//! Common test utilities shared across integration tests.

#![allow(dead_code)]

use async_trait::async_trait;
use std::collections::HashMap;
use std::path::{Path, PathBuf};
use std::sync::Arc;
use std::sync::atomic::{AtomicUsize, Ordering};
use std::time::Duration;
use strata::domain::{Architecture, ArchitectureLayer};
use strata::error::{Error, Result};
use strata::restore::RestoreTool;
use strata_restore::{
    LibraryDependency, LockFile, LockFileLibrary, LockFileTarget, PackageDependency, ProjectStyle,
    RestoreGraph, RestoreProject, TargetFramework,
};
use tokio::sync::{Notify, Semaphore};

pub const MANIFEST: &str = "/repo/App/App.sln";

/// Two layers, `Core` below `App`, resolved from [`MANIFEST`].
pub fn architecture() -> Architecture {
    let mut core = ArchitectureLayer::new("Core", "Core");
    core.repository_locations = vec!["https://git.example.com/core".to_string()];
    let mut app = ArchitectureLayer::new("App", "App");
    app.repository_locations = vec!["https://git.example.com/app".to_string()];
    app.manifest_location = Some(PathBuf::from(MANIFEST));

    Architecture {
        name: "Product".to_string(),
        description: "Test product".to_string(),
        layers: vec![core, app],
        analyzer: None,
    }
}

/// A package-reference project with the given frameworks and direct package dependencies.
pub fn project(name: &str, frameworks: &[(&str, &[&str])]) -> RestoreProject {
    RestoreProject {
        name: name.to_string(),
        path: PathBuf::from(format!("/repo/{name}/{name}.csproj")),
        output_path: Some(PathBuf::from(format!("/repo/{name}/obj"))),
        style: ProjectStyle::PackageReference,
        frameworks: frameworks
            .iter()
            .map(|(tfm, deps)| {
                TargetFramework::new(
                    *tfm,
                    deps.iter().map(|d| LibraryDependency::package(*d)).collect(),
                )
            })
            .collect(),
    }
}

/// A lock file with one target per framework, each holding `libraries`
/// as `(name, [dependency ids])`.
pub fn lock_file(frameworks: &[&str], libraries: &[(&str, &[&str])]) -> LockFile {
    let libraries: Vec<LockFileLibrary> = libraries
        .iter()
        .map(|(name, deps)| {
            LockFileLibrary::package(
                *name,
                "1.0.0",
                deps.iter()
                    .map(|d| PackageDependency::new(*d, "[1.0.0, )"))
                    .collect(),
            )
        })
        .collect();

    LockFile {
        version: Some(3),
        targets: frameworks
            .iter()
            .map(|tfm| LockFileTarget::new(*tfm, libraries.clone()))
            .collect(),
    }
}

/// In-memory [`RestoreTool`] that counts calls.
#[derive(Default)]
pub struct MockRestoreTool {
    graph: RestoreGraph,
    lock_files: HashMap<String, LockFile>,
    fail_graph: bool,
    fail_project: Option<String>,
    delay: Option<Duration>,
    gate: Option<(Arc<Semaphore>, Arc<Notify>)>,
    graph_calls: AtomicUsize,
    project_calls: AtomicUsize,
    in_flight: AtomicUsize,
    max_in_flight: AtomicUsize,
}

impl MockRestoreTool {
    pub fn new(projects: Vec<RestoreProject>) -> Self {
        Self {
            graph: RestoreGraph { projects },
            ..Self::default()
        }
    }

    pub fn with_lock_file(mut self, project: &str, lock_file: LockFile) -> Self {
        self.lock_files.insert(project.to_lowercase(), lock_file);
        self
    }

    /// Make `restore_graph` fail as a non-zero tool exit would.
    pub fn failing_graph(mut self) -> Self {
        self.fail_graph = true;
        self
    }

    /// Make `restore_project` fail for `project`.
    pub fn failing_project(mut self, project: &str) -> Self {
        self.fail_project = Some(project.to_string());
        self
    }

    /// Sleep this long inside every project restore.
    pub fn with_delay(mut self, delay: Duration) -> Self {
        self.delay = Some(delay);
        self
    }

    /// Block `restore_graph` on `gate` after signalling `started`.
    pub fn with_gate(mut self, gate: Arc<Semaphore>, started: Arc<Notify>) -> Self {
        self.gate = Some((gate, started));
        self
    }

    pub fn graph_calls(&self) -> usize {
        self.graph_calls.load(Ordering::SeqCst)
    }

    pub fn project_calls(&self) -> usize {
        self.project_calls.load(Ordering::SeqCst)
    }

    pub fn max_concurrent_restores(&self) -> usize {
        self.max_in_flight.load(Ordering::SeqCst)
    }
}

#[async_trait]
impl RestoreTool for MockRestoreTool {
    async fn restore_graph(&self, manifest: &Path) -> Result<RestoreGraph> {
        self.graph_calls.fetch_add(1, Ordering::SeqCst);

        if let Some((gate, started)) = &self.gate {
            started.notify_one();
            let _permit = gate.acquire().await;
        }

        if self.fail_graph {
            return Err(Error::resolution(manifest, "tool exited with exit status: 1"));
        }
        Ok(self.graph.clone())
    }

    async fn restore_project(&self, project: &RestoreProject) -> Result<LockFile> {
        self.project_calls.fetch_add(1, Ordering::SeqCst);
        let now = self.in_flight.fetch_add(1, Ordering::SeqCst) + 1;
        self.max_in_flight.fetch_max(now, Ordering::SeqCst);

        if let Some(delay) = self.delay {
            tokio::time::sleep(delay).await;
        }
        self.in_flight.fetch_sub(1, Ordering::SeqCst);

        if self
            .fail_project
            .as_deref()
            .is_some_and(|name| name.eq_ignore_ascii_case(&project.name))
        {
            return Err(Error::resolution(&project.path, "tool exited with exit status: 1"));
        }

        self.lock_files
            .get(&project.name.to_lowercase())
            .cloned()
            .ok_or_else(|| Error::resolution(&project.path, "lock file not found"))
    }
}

...

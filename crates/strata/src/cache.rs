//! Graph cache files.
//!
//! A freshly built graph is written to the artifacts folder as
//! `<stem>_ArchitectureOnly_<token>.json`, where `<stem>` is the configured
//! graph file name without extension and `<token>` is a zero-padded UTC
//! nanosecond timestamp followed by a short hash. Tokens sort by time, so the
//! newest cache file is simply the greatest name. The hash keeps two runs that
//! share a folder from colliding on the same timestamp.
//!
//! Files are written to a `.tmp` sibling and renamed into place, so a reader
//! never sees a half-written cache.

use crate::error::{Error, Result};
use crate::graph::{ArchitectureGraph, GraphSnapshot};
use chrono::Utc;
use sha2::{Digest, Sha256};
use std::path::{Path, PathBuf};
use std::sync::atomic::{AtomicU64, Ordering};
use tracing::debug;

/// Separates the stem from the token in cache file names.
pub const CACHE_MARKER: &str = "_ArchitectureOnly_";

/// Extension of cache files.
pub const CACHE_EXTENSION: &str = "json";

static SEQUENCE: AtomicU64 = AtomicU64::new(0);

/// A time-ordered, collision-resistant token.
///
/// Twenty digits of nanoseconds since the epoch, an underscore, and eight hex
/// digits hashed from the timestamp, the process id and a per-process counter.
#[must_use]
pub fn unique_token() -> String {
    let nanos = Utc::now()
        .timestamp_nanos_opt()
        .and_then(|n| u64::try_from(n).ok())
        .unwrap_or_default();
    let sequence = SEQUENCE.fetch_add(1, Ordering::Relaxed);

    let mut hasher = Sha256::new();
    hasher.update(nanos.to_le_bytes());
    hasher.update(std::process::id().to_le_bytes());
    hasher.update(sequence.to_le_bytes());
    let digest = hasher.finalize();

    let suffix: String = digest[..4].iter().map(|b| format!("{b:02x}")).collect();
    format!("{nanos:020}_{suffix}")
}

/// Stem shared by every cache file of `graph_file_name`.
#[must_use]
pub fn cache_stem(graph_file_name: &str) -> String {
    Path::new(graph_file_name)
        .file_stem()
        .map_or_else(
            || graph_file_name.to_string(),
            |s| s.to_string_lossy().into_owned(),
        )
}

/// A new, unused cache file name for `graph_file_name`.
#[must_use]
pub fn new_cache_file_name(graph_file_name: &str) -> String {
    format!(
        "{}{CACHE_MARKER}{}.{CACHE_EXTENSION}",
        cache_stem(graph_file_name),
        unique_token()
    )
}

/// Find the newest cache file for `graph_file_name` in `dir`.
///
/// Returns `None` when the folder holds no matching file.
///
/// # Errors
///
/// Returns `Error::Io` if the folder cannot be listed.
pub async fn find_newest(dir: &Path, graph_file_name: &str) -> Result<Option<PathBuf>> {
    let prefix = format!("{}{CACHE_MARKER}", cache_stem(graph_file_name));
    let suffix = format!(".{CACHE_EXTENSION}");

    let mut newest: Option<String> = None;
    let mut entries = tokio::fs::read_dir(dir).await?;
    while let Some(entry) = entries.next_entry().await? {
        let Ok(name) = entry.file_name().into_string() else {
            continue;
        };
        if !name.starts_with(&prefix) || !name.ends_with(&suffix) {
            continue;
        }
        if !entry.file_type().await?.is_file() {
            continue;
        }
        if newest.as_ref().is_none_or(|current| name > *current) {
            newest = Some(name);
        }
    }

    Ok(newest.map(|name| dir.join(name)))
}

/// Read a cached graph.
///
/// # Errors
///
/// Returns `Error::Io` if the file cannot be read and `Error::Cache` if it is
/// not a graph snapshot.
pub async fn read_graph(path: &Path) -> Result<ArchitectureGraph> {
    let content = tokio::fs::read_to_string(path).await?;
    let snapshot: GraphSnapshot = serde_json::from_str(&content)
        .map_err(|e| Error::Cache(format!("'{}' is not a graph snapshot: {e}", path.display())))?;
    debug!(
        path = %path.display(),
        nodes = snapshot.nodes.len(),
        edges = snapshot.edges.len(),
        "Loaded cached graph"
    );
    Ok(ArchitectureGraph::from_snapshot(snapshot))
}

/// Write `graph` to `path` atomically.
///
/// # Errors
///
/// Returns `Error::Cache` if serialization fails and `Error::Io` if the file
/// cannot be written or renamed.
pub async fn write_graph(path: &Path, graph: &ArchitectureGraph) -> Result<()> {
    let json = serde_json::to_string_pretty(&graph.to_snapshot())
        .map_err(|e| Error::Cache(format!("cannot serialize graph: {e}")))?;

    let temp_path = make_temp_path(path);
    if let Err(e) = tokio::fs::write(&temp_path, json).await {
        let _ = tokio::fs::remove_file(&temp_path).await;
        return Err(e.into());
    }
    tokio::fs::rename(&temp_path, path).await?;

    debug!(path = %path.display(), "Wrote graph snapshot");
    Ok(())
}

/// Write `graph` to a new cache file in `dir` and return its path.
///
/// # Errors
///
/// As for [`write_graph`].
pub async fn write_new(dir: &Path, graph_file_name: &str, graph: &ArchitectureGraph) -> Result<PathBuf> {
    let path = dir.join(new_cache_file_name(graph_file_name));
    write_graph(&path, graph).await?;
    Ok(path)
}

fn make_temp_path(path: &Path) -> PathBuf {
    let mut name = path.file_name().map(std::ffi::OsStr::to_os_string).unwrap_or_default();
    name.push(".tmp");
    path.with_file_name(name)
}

* * *

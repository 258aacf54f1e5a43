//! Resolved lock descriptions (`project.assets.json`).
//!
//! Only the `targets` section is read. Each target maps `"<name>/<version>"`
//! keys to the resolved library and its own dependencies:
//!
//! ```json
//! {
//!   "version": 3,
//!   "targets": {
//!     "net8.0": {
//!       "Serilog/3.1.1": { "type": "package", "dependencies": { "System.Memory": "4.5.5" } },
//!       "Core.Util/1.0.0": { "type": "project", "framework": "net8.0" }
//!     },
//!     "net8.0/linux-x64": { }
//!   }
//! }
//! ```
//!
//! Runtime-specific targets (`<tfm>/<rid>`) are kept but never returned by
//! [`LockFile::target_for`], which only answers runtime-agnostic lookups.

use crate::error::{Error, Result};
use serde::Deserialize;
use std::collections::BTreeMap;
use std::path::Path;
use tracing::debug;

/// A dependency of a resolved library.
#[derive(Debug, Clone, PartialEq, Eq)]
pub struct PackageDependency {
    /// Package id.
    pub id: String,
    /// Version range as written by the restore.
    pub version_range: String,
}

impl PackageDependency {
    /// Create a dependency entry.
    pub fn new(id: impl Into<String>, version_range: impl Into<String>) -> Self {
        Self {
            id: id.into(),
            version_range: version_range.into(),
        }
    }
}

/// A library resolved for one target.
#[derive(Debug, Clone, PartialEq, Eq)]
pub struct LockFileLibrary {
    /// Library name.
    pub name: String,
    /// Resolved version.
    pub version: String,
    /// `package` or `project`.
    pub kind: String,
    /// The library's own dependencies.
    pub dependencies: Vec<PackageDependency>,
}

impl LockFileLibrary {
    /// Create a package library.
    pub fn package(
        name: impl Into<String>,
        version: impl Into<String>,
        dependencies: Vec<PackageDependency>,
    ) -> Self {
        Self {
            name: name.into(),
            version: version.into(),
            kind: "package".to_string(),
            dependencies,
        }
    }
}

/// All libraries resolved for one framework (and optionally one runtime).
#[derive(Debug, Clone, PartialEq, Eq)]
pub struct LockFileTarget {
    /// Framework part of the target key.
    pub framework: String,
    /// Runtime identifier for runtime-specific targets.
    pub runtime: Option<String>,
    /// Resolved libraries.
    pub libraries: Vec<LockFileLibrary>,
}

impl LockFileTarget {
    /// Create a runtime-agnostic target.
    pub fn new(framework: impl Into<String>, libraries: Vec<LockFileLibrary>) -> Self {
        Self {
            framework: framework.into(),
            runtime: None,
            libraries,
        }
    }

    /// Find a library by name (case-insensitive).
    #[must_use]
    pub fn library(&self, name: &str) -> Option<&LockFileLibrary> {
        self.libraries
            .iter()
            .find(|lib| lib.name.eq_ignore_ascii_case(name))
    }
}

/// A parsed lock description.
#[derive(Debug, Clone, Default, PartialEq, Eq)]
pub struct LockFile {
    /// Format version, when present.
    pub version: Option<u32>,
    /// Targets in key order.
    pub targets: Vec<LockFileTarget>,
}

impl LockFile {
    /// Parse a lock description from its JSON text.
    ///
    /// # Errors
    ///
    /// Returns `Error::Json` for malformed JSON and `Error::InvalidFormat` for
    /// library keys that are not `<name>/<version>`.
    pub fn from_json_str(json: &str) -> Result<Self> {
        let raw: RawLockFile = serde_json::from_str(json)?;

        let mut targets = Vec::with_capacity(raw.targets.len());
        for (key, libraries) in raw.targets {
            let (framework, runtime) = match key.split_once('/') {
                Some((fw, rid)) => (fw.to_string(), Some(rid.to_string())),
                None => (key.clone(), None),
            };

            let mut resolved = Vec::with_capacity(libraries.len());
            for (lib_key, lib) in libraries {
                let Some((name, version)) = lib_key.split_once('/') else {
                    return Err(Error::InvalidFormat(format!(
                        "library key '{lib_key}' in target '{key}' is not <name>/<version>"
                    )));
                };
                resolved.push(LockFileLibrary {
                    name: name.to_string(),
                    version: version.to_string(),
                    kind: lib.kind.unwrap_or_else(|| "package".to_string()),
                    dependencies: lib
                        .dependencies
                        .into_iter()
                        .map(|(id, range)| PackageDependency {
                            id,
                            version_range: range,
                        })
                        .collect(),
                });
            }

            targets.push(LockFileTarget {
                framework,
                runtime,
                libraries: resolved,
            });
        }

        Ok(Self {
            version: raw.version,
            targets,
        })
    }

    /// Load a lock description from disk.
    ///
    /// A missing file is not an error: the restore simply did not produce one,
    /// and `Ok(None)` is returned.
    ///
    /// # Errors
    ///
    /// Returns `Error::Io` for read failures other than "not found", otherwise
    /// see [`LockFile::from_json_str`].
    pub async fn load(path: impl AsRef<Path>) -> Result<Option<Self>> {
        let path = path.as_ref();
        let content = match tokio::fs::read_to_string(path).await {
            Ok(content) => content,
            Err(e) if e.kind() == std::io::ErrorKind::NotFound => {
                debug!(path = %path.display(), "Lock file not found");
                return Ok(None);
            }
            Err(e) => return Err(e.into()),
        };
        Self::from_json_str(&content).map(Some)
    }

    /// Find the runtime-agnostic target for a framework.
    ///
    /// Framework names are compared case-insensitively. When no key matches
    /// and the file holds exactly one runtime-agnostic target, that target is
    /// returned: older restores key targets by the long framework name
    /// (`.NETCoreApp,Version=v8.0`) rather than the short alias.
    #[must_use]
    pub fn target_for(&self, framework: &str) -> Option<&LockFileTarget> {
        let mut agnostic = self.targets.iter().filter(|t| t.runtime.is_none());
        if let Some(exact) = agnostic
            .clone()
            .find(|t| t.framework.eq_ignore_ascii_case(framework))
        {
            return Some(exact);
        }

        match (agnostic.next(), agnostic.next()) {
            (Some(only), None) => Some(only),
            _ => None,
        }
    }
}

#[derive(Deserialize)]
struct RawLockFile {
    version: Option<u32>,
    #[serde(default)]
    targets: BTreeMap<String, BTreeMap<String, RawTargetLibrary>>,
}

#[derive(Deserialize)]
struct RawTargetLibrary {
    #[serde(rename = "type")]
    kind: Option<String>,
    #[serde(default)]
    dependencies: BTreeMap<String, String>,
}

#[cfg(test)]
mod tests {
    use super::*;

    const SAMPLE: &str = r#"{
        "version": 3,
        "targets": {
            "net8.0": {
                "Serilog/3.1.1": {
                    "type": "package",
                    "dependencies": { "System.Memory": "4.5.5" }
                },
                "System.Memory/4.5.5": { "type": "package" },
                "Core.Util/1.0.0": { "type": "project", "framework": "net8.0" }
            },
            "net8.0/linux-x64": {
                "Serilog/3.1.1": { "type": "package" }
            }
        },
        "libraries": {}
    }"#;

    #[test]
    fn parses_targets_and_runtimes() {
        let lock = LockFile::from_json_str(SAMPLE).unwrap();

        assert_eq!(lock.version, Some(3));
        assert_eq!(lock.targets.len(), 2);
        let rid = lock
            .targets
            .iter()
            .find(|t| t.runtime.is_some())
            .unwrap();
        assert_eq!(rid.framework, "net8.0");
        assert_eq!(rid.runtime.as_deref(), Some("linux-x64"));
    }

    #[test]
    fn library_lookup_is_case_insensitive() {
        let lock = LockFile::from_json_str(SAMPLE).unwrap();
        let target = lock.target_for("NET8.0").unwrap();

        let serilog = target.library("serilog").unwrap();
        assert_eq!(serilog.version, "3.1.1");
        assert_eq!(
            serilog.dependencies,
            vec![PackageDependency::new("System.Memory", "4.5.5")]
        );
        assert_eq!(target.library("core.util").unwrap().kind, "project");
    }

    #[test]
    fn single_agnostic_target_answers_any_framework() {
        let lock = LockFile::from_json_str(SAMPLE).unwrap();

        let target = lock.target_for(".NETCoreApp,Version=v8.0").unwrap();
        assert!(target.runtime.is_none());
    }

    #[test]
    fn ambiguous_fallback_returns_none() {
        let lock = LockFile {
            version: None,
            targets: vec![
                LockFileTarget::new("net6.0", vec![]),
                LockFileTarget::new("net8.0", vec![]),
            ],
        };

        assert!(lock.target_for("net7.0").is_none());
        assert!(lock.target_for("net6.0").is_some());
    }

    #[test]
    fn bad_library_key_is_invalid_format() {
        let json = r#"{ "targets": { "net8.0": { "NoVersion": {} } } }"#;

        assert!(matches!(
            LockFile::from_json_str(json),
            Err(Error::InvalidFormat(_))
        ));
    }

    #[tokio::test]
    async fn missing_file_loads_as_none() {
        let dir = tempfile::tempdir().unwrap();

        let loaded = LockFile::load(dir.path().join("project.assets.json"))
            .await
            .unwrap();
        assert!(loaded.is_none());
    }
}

* _WORK INSTRUCTION_:
State how many lines of the data include the word "tests", with nothing else.

* _WORKED SOLUTION_:
2